PUBLISHED : Saturday, 19 February, 2000, 12:00am
UPDATED : Saturday, 19 February, 2000, 12:00am

I refer to the ongoing debate on euthanasia.

The Guardianship Board was established as an independent statutory body by the Mental Health Ordinance (Cap. 136) in February 1999. We have jurisdiction to make guardianship orders for mentally incapacitated adults, including elderly persons suffering from dementia or stroke.

The appointed guardian has the power to consent to the medical treatment of the mentally incapacitated adult.

The Guardianship Board has a statutory duty to promote the interests of mentally incapacitated adults in performing its functions. We take this duty seriously and vigorously promote those interests independently and without fear or favour. This includes overriding the interests of family members or of professionals where it decides that these interests conflict with the promotion of the mentally incapacitated adult's interests.

I do not wish to engage in the debate on euthanasia or that misnomer 'passive euthanasia'.

The media have a duty to report this debate accurately and sensitively so that the public, particularly those with chronic illnesses in their elder years, are not scared away from receiving treatment because they wrongfully think that doctors support euthanasia, that is, the unlawful killing of a person.

However, this debate deserves a holistic, multi-disciplinary perspective that embraces the spiritual dimension of death and dying. It goes way beyond the views of just the medical profession and reflects our deepest values and spiritual beliefs.

If we are not motivated purely by compassion, our spiritual values and beliefs to see the intrinsic value of each human being, no matter that they may be severely demented, or have lost their power of speech, or their ability to communicate their views and values, the danger is that decisions to withdraw treatment will be made from a purely economic perspective of saving hospital expenses and beds. If this debate leads to a better promotion of palliative care for the terminally ill, which does recognise the spiritual dimension, this is most welcome.

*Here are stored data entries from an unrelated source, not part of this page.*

use crate::index::{Accumulate, IndexError};
use std::fmt::Debug;

/// Default maximum number of keys per node.
pub const DEFAULT_BTREE_ORDER: usize = 3;

/// Integer key to accumulated integer value, as built from the page store.
pub type OrderedIndex = BPlusTree<i32, i32>;

type NodeId = usize;

#[derive(Debug, Clone)]
enum Node<K, V> {
    Leaf {
        keys: Vec<K>,
        values: Vec<V>,
        next: Option<NodeId>,
    },
    Internal {
        keys: Vec<K>,
        children: Vec<NodeId>,
    },
}

impl<K, V> Node<K, V> {
    fn empty_leaf() -> Self {
        Node::Leaf {
            keys: Vec::new(),
            values: Vec::new(),
            next: None,
        }
    }

    fn key_count(&self) -> usize {
        match self {
            Node::Leaf { keys, .. } | Node::Internal { keys, .. } => keys.len(),
        }
    }

    fn is_leaf(&self) -> bool {
        matches!(self, Node::Leaf { .. })
    }
}

/// Shape of the tree, for diagnostics.
#[derive(Debug, Clone, Copy, PartialEq, Eq)]
pub struct BTreeStatistics {
    pub height: usize,
    pub leaf_count: usize,
    pub internal_count: usize,
    pub entry_count: usize,
}

/// In-memory B+Tree with accumulator semantics.
///
/// Nodes live in an arena and refer to each other by index. Leaves hold the
/// entries and are chained left to right through `next`; internal nodes hold
/// separator keys with one more child than keys. A node holding more than
/// `order` keys is split straight after the insert that overflowed it.
///
/// There is no delete; the index is rebuilt from a full scan instead.
#[derive(Debug, Clone)]
pub struct BPlusTree<K, V> {
    nodes: Vec<Node<K, V>>,
    root: NodeId,
    order: usize,
    len: usize,
}

impl<K, V> BPlusTree<K, V>
where
    K: Ord + Clone + Debug,
    V: Accumulate + Clone + Debug,
{
    pub fn new(order: usize) -> Result<Self, IndexError> {
        if order < 2 {
            return Err(IndexError::InvalidOrder(order));
        }
        Ok(Self {
            nodes: vec![Node::empty_leaf()],
            root: 0,
            order,
            len: 0,
        })
    }

    pub fn order(&self) -> usize {
        self.order
    }

    /// Number of distinct keys.
    pub fn len(&self) -> usize {
        self.len
    }

    pub fn is_empty(&self) -> bool {
        self.len == 0
    }

    /// Number of levels; a tree with a single leaf has height 1.
    pub fn height(&self) -> usize {
        let mut height = 1;
        let mut node = self.root;
        while let Node::Internal { children, .. } = &self.nodes[node] {
            node = children[0];
            height += 1;
        }
        height
    }

    pub fn get_statistics(&self) -> BTreeStatistics {
        let leaf_count = self.nodes.iter().filter(|node| node.is_leaf()).count();
        BTreeStatistics {
            height: self.height(),
            leaf_count,
            internal_count: self.nodes.len() - leaf_count,
            entry_count: self.len,
        }
    }

    /// Insert `key`, or add `value` to its stored value if present.
    pub fn insert_or_update(&mut self, key: K, value: V) {
        // (internal node, index of the child taken)
        let mut path: Vec<(NodeId, usize)> = Vec::new();
        let mut node = self.root;
        while let Node::Internal { keys, children } = &self.nodes[node] {
            let index = keys.partition_point(|k| *k <= key);
            path.push((node, index));
            node = children[index];
        }

        let Node::Leaf { keys, values, .. } = &mut self.nodes[node] else {
            unreachable!("descent always ends at a leaf");
        };
        let pos = keys.partition_point(|k| *k < key);
        if pos < keys.len() && keys[pos] == key {
            values[pos].accumulate(value);
            return;
        }
        keys.insert(pos, key);
        values.insert(pos, value);
        self.len += 1;

        self.split_upwards(node, path);
    }

    fn split_upwards(&mut self, mut node: NodeId, mut path: Vec<(NodeId, usize)>) {
        while self.nodes[node].key_count() > self.order {
            let (separator, sibling) = self.split(node);

            match path.pop() {
                None => {
                    let root = self.alloc(Node::Internal {
                        keys: vec![separator],
                        children: vec![node, sibling],
                    });
                    self.root = root;
                    return;
                }
                Some((parent, index)) => {
                    let Node::Internal { keys, children } = &mut self.nodes[parent] else {
                        unreachable!("path only records internal nodes");
                    };
                    keys.insert(index, separator);
                    children.insert(index + 1, sibling);
                    node = parent;
                }
            }
        }
    }

    /// Move the upper half of `node` into a new right sibling. Returns the
    /// separator for the parent and the sibling id.
    fn split(&mut self, node: NodeId) -> (K, NodeId) {
        let sibling_id = self.nodes.len();

        let (separator, sibling) = match &mut self.nodes[node] {
            Node::Leaf { keys, values, next } => {
                let mid = keys.len() / 2;
                let right_keys = keys.split_off(mid);
                let right_values = values.split_off(mid);
                let separator = right_keys[0].clone();
                let sibling = Node::Leaf {
                    keys: right_keys,
                    values: right_values,
                    next: next.replace(sibling_id),
                };
                (separator, sibling)
            }
            Node::Internal { keys, children } => {
                let mid = keys.len() / 2;
                let mut right_keys = keys.split_off(mid);
                let separator = right_keys.remove(0);
                let right_children = children.split_off(mid + 1);
                let sibling = Node::Internal {
                    keys: right_keys,
                    children: right_children,
                };
                (separator, sibling)
            }
        };

        let allocated = self.alloc(sibling);
        debug_assert_eq!(allocated, sibling_id);
        (separator, sibling_id)
    }

    fn alloc(&mut self, node: Node<K, V>) -> NodeId {
        self.nodes.push(node);
        self.nodes.len() - 1
    }

    /// The leaf whose key range contains `key`.
    fn find_leaf(&self, key: &K) -> NodeId {
        let mut node = self.root;
        while let Node::Internal { keys, children } = &self.nodes[node] {
            node = children[keys.partition_point(|k| k <= key)];
        }
        node
    }

    fn leftmost_leaf(&self) -> NodeId {
        let mut node = self.root;
        while let Node::Internal { children, .. } = &self.nodes[node] {
            node = children[0];
        }
        node
    }

    pub fn get(&self, key: &K) -> Option<&V> {
        match &self.nodes[self.find_leaf(key)] {
            Node::Leaf { keys, values, .. } => {
                keys.binary_search(key).ok().map(|pos| &values[pos])
            }
            Node::Internal { .. } => None,
        }
    }

    /// Values of all keys in `[lower, upper]`, ascending by key.
    pub fn range_query(&self, lower: &K, upper: &K) -> Vec<V> {
        self.range(lower, upper).map(|(_, value)| value.clone()).collect()
    }

    /// Entries with keys in `[lower, upper]`, walking the leaf chain from the
    /// leaf that would hold `lower`.
    pub fn range<'a>(&'a self, lower: &K, upper: &'a K) -> LeafChainIter<'a, K, V> {
        let leaf = self.find_leaf(lower);
        let pos = match &self.nodes[leaf] {
            Node::Leaf { keys, .. } => keys.partition_point(|k| k < lower),
            Node::Internal { .. } => 0,
        };
        LeafChainIter {
            tree: self,
            leaf: Some(leaf),
            pos,
            upper: Some(upper),
        }
    }

    /// Every entry in ascending key order.
    pub fn iter(&self) -> LeafChainIter<'_, K, V> {
        LeafChainIter {
            tree: self,
            leaf: Some(self.leftmost_leaf()),
            pos: 0,
            upper: None,
        }
    }

    /// Keys in leaf-chain order.
    pub fn keys(&self) -> impl Iterator<Item = &K> + '_ {
        self.iter().map(|(key, _)| key)
    }

    /// Check ordering, fan-out and leaf-chain invariants.
    #[cfg(test)]
    fn validate(&self) {
        fn visit<K: Ord + Clone + Debug, V>(
            tree: &BPlusTree<K, V>,
            node: NodeId,
            lower: Option<&K>,
            upper: Option<&K>,
            depth: usize,
            leaves: &mut Vec<(NodeId, usize)>,
        ) {
            let keys = match &tree.nodes[node] {
                Node::Leaf { keys, .. } | Node::Internal { keys, .. } => keys,
            };
            assert!(keys.len() <= tree.order, "node {node} overflows");
            assert!(keys.windows(2).all(|w| w[0] < w[1]), "node {node} unsorted");
            if let Some(lower) = lower {
                assert!(keys.iter().all(|k| k >= lower));
            }
            if let Some(upper) = upper {
                assert!(keys.iter().all(|k| k < upper));
            }
            match &tree.nodes[node] {
                Node::Leaf { .. } => leaves.push((node, depth)),
                Node::Internal { keys, children } => {
                    assert_eq!(children.len(), keys.len() + 1);
                    for (i, child) in children.iter().enumerate() {
                        let lo = if i == 0 { lower } else { Some(&keys[i - 1]) };
                        let hi = if i == keys.len() { upper } else { Some(&keys[i]) };
                        visit(tree, *child, lo, hi, depth + 1, leaves);
                    }
                }
            }
        }

        let mut leaves = Vec::new();
        visit(self, self.root, None, None, 1, &mut leaves);

        assert_eq!(self.nodes[self.root].is_leaf(), leaves.len() == 1);
        assert!(leaves.iter().all(|(_, depth)| *depth == self.height()));

        // The chain visits exactly the leaves, left to right
        let mut chain = Vec::new();
        let mut cursor = Some(self.leftmost_leaf());
        while let Some(leaf) = cursor {
            chain.push(leaf);
            cursor = match &self.nodes[leaf] {
                Node::Leaf { next, .. } => *next,
                Node::Internal { .. } => panic!("chain reached an internal node"),
            };
        }
        let expected: Vec<NodeId> = leaves.iter().map(|(leaf, _)| *leaf).collect();
        assert_eq!(chain, expected);
    }
}

impl Default for BPlusTree<i32, i32> {
    fn default() -> Self {
        Self {
            nodes: vec![Node::empty_leaf()],
            root: 0,
            order: DEFAULT_BTREE_ORDER,
            len: 0,
        }
    }
}

/// Walks the leaf chain, optionally stopping at the first key above `upper`.
pub struct LeafChainIter<'a, K, V> {
    tree: &'a BPlusTree<K, V>,
    leaf: Option<NodeId>,
    pos: usize,
    upper: Option<&'a K>,
}

impl<'a, K: Ord, V> Iterator for LeafChainIter<'a, K, V> {
    type Item = (&'a K, &'a V);

    fn next(&mut self) -> Option<Self::Item> {
        loop {
            let Node::Leaf { keys, values, next } = &self.tree.nodes[self.leaf?] else {
                self.leaf = None;
                return None;
            };

            if self.pos < keys.len() {
                let key = &keys[self.pos];
                if self.upper.is_some_and(|upper| key > upper) {
                    self.leaf = None;
                    return None;
                }
                let value = &values[self.pos];
                self.pos += 1;
                return Some((key, value));
            }

            self.leaf = *next;
            self.pos = 0;
        }
    }
}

It would be shameful if mentally incapacitated adults suffered discrimination from doctors or family members making decisions whether or not to withdraw life-sustaining treatment when they are terminally ill. Overseas hospitals may employ bio-ethicists whose duty is to act as advocates for the patient to ensure that all his interests, including his spiritual interests, are promoted and respected over and above the interests of the administrators, economists, doctors or the family members.

Does Hong Kong need independent advocates to promote the holistic interests of the terminally ill, especially for those suffering from a mental disability? In the meantime, the Guardianship Board will monitor this debate and ensure that the voices of those adults who are mentally incapacitated are heard and promoted.